I have a friend whose 4th child might have RSS. She has had quite a

difficult life for the past 4yrs - Her husband died suddenly when her youngest

child

Luke was a year old. He had an unusual situation with the opening of the

urethrea on the back of his penis instead of at the tip along with a

nondistended

testicle and lots of pubic fascia.

Four years ago this seemed to be his only worry but with the death of her

husband, financial difficulties and moving from NYC to AZ she had not been able

to address his needs because of all that was required by the other children and

Luke's need for corrective surgery.

Luke just had corrective surgery donated by a pediatric Urologist at Columbia

in NYC but an endo he saw a few months ago suggested RSS. He has hypotonia,

poor appetite, speech delay and is 4yrs 8 months 30lbs, 37in.

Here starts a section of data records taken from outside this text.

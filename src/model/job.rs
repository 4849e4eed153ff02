// 位置(location)索引任务配置

use std::collections::HashMap;
use std::path::Path;
use std::sync::LazyLock;

use serde::Deserialize;

use crate::error::Result;
use crate::util::common as util_common;
use crate::util::pattern::Pattern;

// 未配置 include 时默认保留全部
static KEEP_ALL: LazyLock<Vec<String>> = LazyLock::new(|| vec!["*".to_string()]);

const ACTION_ADD: &str = "ADD";

// 声明任务配置结构
// 所有可选项在读取时给出默认值，缺失的 key 不会报错
#[derive(Debug, Deserialize, Clone)]
pub struct Job {
    pub location: Location,
    pub connection: Option<Connection>,
}

#[derive(Debug, Deserialize, Clone)]
pub struct Location {
    pub id: String,
    pub config: Option<LocationConfig>,
}

#[derive(Debug, Deserialize, Clone, Default)]
pub struct LocationConfig {
    pub fields: Option<FieldsConfig>,
    pub tables: Option<TablesConfig>,
    pub sql: Option<SqlConfig>,
    pub path: Option<String>,
    pub url: Option<String>,
}

#[derive(Debug, Deserialize, Clone, Default)]
pub struct FieldsConfig {
    pub include: Option<Vec<String>>,
    pub exclude: Option<Vec<String>>,
    pub mapping: Option<Vec<FieldMapping>>,
    pub map_default_prefix: Option<String>,
}

#[derive(Debug, Deserialize, Clone)]
pub struct FieldMapping {
    pub table: String,
    pub map: HashMap<String, String>,
}

#[derive(Debug, Deserialize, Clone, Default)]
pub struct TablesConfig {
    pub include: Option<Vec<String>>,
    pub exclude: Option<Vec<String>>,
    pub constraints: Option<Vec<TableConstraint>>,
}

#[derive(Debug, Deserialize, Clone)]
pub struct TableConstraint {
    pub table: String,
    pub constraint: String,
}

#[derive(Debug, Deserialize, Clone, Default)]
pub struct SqlConfig {
    pub connection: Option<SqlConnection>,
    pub query: Option<String>,
    pub queries: Option<Vec<TableQuery>>,
}

#[derive(Debug, Deserialize, Clone)]
pub struct TableQuery {
    pub table: String,
    pub query: String,
}

#[derive(Debug, Deserialize, Clone, Default)]
pub struct SqlConnection {
    pub driver: Option<String>,
    pub server: Option<String>,
    pub database: Option<String>,
    pub uid: Option<String>,
    pub pwd: Option<String>,
    pub schema: Option<String>,
}

#[derive(Debug, Deserialize, Clone, Default)]
pub struct Connection {
    /// 索引服务的 PUSH 地址，例如 tcp://127.0.0.1:7777
    pub indexer: Option<String>,
}

fn table_matches(pattern: &str, table_name: &str) -> bool {
    Pattern::new(pattern).is_ok_and(|p| p.is_match(table_name))
}

impl Job {
    pub fn from_file<P: AsRef<Path>>(path: P) -> Result<Self> {
        util_common::load_job_config(path)
    }

    fn config(&self) -> Option<&LocationConfig> {
        self.location.config.as_ref()
    }

    fn fields(&self) -> Option<&FieldsConfig> {
        self.config().and_then(|c| c.fields.as_ref())
    }

    fn tables(&self) -> Option<&TablesConfig> {
        self.config().and_then(|c| c.tables.as_ref())
    }

    fn sql(&self) -> Option<&SqlConfig> {
        self.config().and_then(|c| c.sql.as_ref())
    }

    fn sql_connection(&self) -> Option<&SqlConnection> {
        self.sql().and_then(|s| s.connection.as_ref())
    }

    pub fn location_id(&self) -> &str {
        &self.location.id
    }

    pub fn action_type(&self) -> &'static str {
        ACTION_ADD
    }

    /// 需要保留的字段(可含通配符)，默认 `["*"]`
    pub fn fields_to_keep(&self) -> &[String] {
        self.fields()
            .and_then(|f| f.include.as_deref())
            .unwrap_or(&KEEP_ALL)
    }

    pub fn fields_to_skip(&self) -> Option<&[String]> {
        self.fields().and_then(|f| f.exclude.as_deref())
    }

    pub fn field_mapping(&self) -> Option<&[FieldMapping]> {
        self.fields().and_then(|f| f.mapping.as_deref())
    }

    /// 未映射字段的默认前缀，空字符串视为未配置
    pub fn default_mapping(&self) -> Option<&str> {
        self.fields()
            .and_then(|f| f.map_default_prefix.as_deref())
            .filter(|p| !p.is_empty())
    }

    pub fn tables_to_keep(&self) -> &[String] {
        self.tables()
            .and_then(|t| t.include.as_deref())
            .unwrap_or(&KEEP_ALL)
    }

    pub fn tables_to_skip(&self) -> Option<&[String]> {
        self.tables().and_then(|t| t.exclude.as_deref())
    }

    pub fn path(&self) -> &str {
        self.config().and_then(|c| c.path.as_deref()).unwrap_or("")
    }

    pub fn url(&self) -> &str {
        self.config().and_then(|c| c.url.as_deref()).unwrap_or("")
    }

    pub fn sql_driver(&self) -> Option<&str> {
        self.sql_connection().and_then(|c| c.driver.as_deref())
    }

    pub fn sql_connection_info(&self) -> Option<&SqlConfig> {
        self.sql()
    }

    pub fn sql_query(&self) -> Option<&str> {
        self.sql().and_then(|s| s.query.as_deref())
    }

    pub fn sql_schema(&self) -> Option<&str> {
        self.sql_connection().and_then(|c| c.schema.as_deref())
    }

    pub fn indexer(&self) -> Option<&str> {
        self.connection.as_ref().and_then(|c| c.indexer.as_deref())
    }

    /// 表级查询条件：优先匹配 sql.queries，其次使用全局 sql.query
    pub fn table_query(&self, table_name: &str) -> Option<&str> {
        self.sql()
            .and_then(|s| s.queries.as_deref())
            .and_then(|qs| qs.iter().find(|q| table_matches(&q.table, table_name)))
            .map(|q| q.query.as_str())
            .or_else(|| self.sql_query())
            .filter(|q| !q.trim().is_empty())
    }

    pub fn table_constraint(&self, table_name: &str) -> Option<&str> {
        self.tables()
            .and_then(|t| t.constraints.as_deref())
            .and_then(|cs| cs.iter().find(|c| table_matches(&c.table, table_name)))
            .map(|c| c.constraint.as_str())
            .filter(|c| !c.trim().is_empty())
    }

    // 字段重命名，输出顺序与输入一致
    // 映射表按顺序处理：'*' 在当前结果上继续映射，表名相同(不区分大小写)则从原始字段重新映射，
    // 遇到第一个不匹配的表项直接返回当前结果，后面的表项不再处理
    pub fn map_fields(&self, table_name: &str, field_names: &[String]) -> Vec<String> {
        let default_map = self.default_mapping();
        let mut mapped = field_names.to_vec();

        match self.field_mapping().filter(|m| !m.is_empty()) {
            Some(mappings) => {
                for mapping in mappings {
                    if mapping.table == "*" {
                        // 在当前结果上继续映射
                    } else if mapping.table.to_lowercase() == table_name.to_lowercase() {
                        mapped = field_names.to_vec();
                    } else {
                        return mapped;
                    }
                    for name in mapped.iter_mut() {
                        match mapping.map.get(name.as_str()) {
                            Some(new_name) => *name = new_name.clone(),
                            None => {
                                if let Some(prefix) = default_map {
                                    *name = format!("{}{}", prefix, name);
                                }
                            }
                        }
                    }
                }
                mapped
            }
            None => match default_map {
                Some(prefix) => mapped
                    .iter()
                    .map(|name| format!("{}{}", prefix, name))
                    .collect(),
                None => mapped,
            },
        }
    }

    /// 原始 shape 字段名，在 entry 中由 geo 表示
    pub fn shape_field(&self) -> String {
        match self.default_mapping() {
            Some(prefix) => format!("{}Shape", prefix),
            None => "SHAPE".to_string(),
        }
    }
}
// 数据库值 -> json 值

use bigdecimal::{BigDecimal, ToPrimitive};
use chrono::{Datelike, NaiveDate, NaiveDateTime, NaiveTime, Timelike};
use serde_json::{Value, json};

// decimal 转为普通浮点数，避免序列化出 decimal 字符串
pub fn decimal_to_json(value: &BigDecimal) -> Value {
    value.to_f64().map(Value::from).unwrap_or(Value::Null)
}

// 时间编码为 [年, 月, 日, 时, 分, 秒]
pub fn datetime_to_json(value: &NaiveDateTime) -> Value {
    json!([
        value.year(),
        value.month(),
        value.day(),
        value.hour(),
        value.minute(),
        value.second()
    ])
}

pub fn date_to_json(value: &NaiveDate) -> Value {
    Value::String(value.format("%Y-%m-%d").to_string())
}

pub fn time_to_json(value: &NaiveTime) -> Value {
    Value::String(value.format("%H:%M:%S").to_string())
}

pub fn as_coordinate(value: &Value) -> Option<f64> {
    match value {
        Value::Number(n) => n.as_f64(),
        Value::String(s) => s.parse().ok(),
        _ => None,
    }
}

#[cfg(test)]
mod test_value {
    use std::str::FromStr;

    use super::*;

    #[test]
    fn test_decimal_is_plain_number() {
        let d = BigDecimal::from_str("12.50").unwrap();
        let value = decimal_to_json(&d);
        assert_eq!(value, json!(12.5));
        assert_eq!(serde_json::to_string(&value).unwrap(), "12.5");
    }

    #[test]
    fn test_datetime_array() {
        let dt = NaiveDate::from_ymd_opt(2014, 6, 3)
            .unwrap()
            .and_hms_opt(13, 4, 5)
            .unwrap();
        assert_eq!(datetime_to_json(&dt), json!([2014, 6, 3, 13, 4, 5]));
    }

    #[test]
    fn test_date_and_time_strings() {
        let d = NaiveDate::from_ymd_opt(2020, 1, 9).unwrap();
        assert_eq!(date_to_json(&d), json!("2020-01-09"));
        let t = NaiveTime::from_hms_opt(7, 8, 9).unwrap();
        assert_eq!(time_to_json(&t), json!("07:08:09"));
    }

    #[test]
    fn test_coordinate() {
        assert_eq!(as_coordinate(&json!(1.5)), Some(1.5));
        assert_eq!(as_coordinate(&json!(3)), Some(3.0));
        assert_eq!(as_coordinate(&json!("2.25")), Some(2.25));
        assert_eq!(as_coordinate(&Value::Null), None);
    }
}
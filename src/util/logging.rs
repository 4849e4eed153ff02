use tracing_subscriber::EnvFilter;

// 初始化日志，默认 info 级别，可通过 RUST_LOG 覆盖
pub fn init_tracing() {
    let filter = EnvFilter::try_from_default_env().unwrap_or_else(|_| EnvFilter::new("info"));
    tracing_subscriber::fmt()
        .with_env_filter(filter)
        .with_target(false)
        .init();
}
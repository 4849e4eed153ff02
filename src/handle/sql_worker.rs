// 按表读取数据库行，逐行转为 entry 推送到索引服务

use serde_json::{Map, Value};
use tracing::{debug, info};

use crate::db::value::as_coordinate;
use crate::db::{GeometryInfo, GeometryKind, RowSource, Select};
use crate::error::Result;
use crate::handle::filter::{select_columns, select_names};
use crate::model::entry::{Entry, Geo, GeoShape};
use crate::model::job::Job;
use crate::sink::EntrySink;

#[derive(Debug, Default, Clone, Copy, PartialEq, Eq)]
pub struct WorkerStats {
    pub tables: usize,
    pub entries: usize,
}

pub struct SqlWorker<'a> {
    job: &'a Job,
}

impl<'a> SqlWorker<'a> {
    pub fn new(job: &'a Job) -> Self {
        SqlWorker { job }
    }

    // 任意一步出错都直接返回，不做重试
    pub async fn run<S, K>(&self, source: &mut S, sink: &mut K) -> Result<WorkerStats>
    where
        S: RowSource + ?Sized,
        K: EntrySink + ?Sized,
    {
        let tables = self.select_tables(source).await?;
        info!(location = self.job.location_id(), count = tables.len(), "tables selected");

        let mut stats = WorkerStats::default();
        for table in &tables {
            let sent = self.index_table(source, sink, table).await?;
            info!(table = %table, entries = sent, "table indexed");
            stats.tables += 1;
            stats.entries += sent;
        }
        Ok(stats)
    }

    // 表名去重后排序，每张表只处理一次
    pub async fn select_tables<S>(&self, source: &mut S) -> Result<Vec<String>>
    where
        S: RowSource + ?Sized,
    {
        let available = source.list_tables().await?;
        let mut tables = select_names(
            &available,
            self.job.tables_to_keep(),
            self.job.tables_to_skip(),
        )?;
        tables.sort();
        Ok(tables)
    }

    // 生成单表查询，返回查询与映射后的字段名
    pub async fn build_select<S>(&self, source: &mut S, table: &str) -> Result<(Select, Vec<String>)>
    where
        S: RowSource + ?Sized,
    {
        let column_info = source.list_columns(table).await?;
        let available: Vec<String> = column_info.iter().map(|c| c.name.clone()).collect();
        let mut columns = select_columns(
            table,
            &available,
            self.job.fields_to_keep(),
            self.job.fields_to_skip(),
        )?;

        // 第一个空间类型列作为几何列
        let mut geometry = None;
        if let Some(geo_col) = column_info.iter().find(|c| c.is_geometry()) {
            geometry = source.geometry_info(table, &geo_col.name).await?;
            if geometry.is_some() {
                // 几何值通过 geo 表示，不作为普通字段查询
                columns.retain(|c| c != &geo_col.name);
            }
        }

        let mapped = self.job.map_fields(table, &columns);
        let select = Select::new(table, geometry, columns).with_filter(
            self.job.table_query(table),
            self.job.table_constraint(table),
        );
        Ok((select, mapped))
    }

    async fn index_table<S, K>(&self, source: &mut S, sink: &mut K, table: &str) -> Result<usize>
    where
        S: RowSource + ?Sized,
        K: EntrySink + ?Sized,
    {
        let (select, mapped) = self.build_select(source, table).await?;
        debug!(table, geometry = ?select.geometry, expression = ?select.expression, "select built");

        let rows = source.fetch_rows(&select).await?;
        let mut sent = 0;
        for (i, row) in rows.into_iter().enumerate() {
            let entry = build_entry(self.job, table, i, &mapped, select.geometry.as_ref(), row);
            sink.send(&entry).await?;
            sent += 1;
        }
        Ok(sent)
    }
}

// 单行 -> entry
// 点：第 0 列为 lat，第 1 列为 lon；外包矩形：前四列依次为 xmin ymin xmax ymax
pub fn build_entry(
    job: &Job,
    table: &str,
    row_index: usize,
    mapped: &[String],
    geometry: Option<&GeometryInfo>,
    row: Vec<Value>,
) -> Entry {
    let lead = geometry.map(|g| g.leading_values()).unwrap_or(0);
    let coord = |i: usize| row.get(i).and_then(as_coordinate);

    let geo = geometry.map(|g| {
        let shape = match g.kind {
            GeometryKind::Point => GeoShape::Point {
                lon: coord(1),
                lat: coord(0),
            },
            GeometryKind::Extent => GeoShape::Extent {
                xmin: coord(0),
                ymin: coord(1),
                xmax: coord(2),
                ymax: coord(3),
            },
        };
        Geo {
            shape,
            code: g.srid,
        }
    });

    let mut fields = Map::new();
    for (name, value) in mapped.iter().zip(row.into_iter().skip(lead)) {
        fields.insert(name.clone(), value);
    }
    fields.remove(&job.shape_field());

    Entry::new(job, table, row_index, fields, geo)
}
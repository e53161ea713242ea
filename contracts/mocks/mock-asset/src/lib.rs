#![no_std]

use soroban_sdk::{contract, contractimpl, contracttype, Address, Env, String};
use stellar_tokens::fungible::Base as TokenBase;

#[contracttype]
enum DataKey {
    Initialized,
}

/// Fungible asset with configurable precision, speaking the standard token
/// interface the vault uses for its underlying and collateral assets.
#[contract]
pub struct MockAsset;

#[contractimpl]
impl MockAsset {
    pub fn initialize(env: Env, name: String, symbol: String, decimals: u32) {
        if env
            .storage()
            .persistent()
            .get::<_, bool>(&DataKey::Initialized)
            .is_some()
        {
            panic!("already initialized");
        }
        TokenBase::set_metadata(&env, decimals, name, symbol);
        env.storage().persistent().set(&DataKey::Initialized, &true);
    }

    pub fn name(env: Env) -> String {
        TokenBase::name(&env)
    }

    pub fn symbol(env: Env) -> String {
        TokenBase::symbol(&env)
    }

    pub fn decimals(env: Env) -> u32 {
        TokenBase::decimals(&env)
    }

    pub fn total_supply(env: Env) -> i128 {
        TokenBase::total_supply(&env)
    }

    pub fn balance(env: Env, id: Address) -> i128 {
        TokenBase::balance(&env, &id)
    }

    pub fn allowance(env: Env, from: Address, spender: Address) -> i128 {
        TokenBase::allowance(&env, &from, &spender)
    }

    pub fn approve(env: Env, from: Address, spender: Address, amount: i128, expiration_ledger: u32) {
        if amount < 0 {
            panic!("bad amount");
        }
        TokenBase::approve(&env, &from, &spender, amount, expiration_ledger);
    }

    pub fn transfer(env: Env, from: Address, to: Address, amount: i128) {
        if amount <= 0 {
            panic!("bad amount");
        }
        TokenBase::transfer(&env, &from, &to, amount);
    }

    pub fn transfer_from(env: Env, spender: Address, from: Address, to: Address, amount: i128) {
        if amount <= 0 {
            panic!("bad amount");
        }
        TokenBase::transfer_from(&env, &spender, &from, &to, amount);
    }

    pub fn mint(env: Env, to: Address, amount: i128) {
        if amount <= 0 {
            panic!("bad amount");
        }
        TokenBase::mint(&env, &to, amount);
    }

    pub fn burn(env: Env, from: Address, amount: i128) {
        from.require_auth();
        if amount <= 0 {
            panic!("bad amount");
        }
        if TokenBase::balance(&env, &from) < amount {
            panic!("insufficient balance");
        }
        TokenBase::update(&env, Some(&from), None, amount);
    }
}
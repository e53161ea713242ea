use rise_math::MathError;
use soroban_sdk::contracterror;

#[contracterror]
#[derive(Copy, Clone, Debug, Eq, PartialEq, PartialOrd, Ord)]
#[repr(u32)]
pub enum Error {
    AlreadyInitialized = 1,
    NotInitialized = 2,
    Unauthorized = 3,
    ArithmeticError = 4,
    InsufficientBalance = 5,
    InsufficientLiquidity = 6,
    ZeroAmount = 7,
    SlippageTooHigh = 8,
    RebalanceNotNeeded = 9,
    RebalanceTooSoon = 10,
    WrongAssetType = 11,
    RiseTokenNotFound = 12,
    RiseTokenAlreadyExists = 13,
    InvalidParameter = 14,
    NavCollapsed = 15,
    InvalidPrice = 16,
    Reentrant = 17,
}

impl From<MathError> for Error {
    fn from(_: MathError) -> Self {
        Error::ArithmeticError
    }
}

She can not come to the convention this summer but I would love to connect

her with someone in this fabulous group who might be in her area and have any

suggestions on a Ped. Endo familiar with RSS she might visit.

Anyone have any suggestions?

Many thanks and I look forward to seeing everyone in Chicago,

RH (mom to Henry 4yrs old tomorrow 32lbs, 38in RSS - periactin-

g-tube-peptamen jr- prilosec-zantac-nutropin and 8yrs old 42lbs, 48in

nonRSS believe it or not)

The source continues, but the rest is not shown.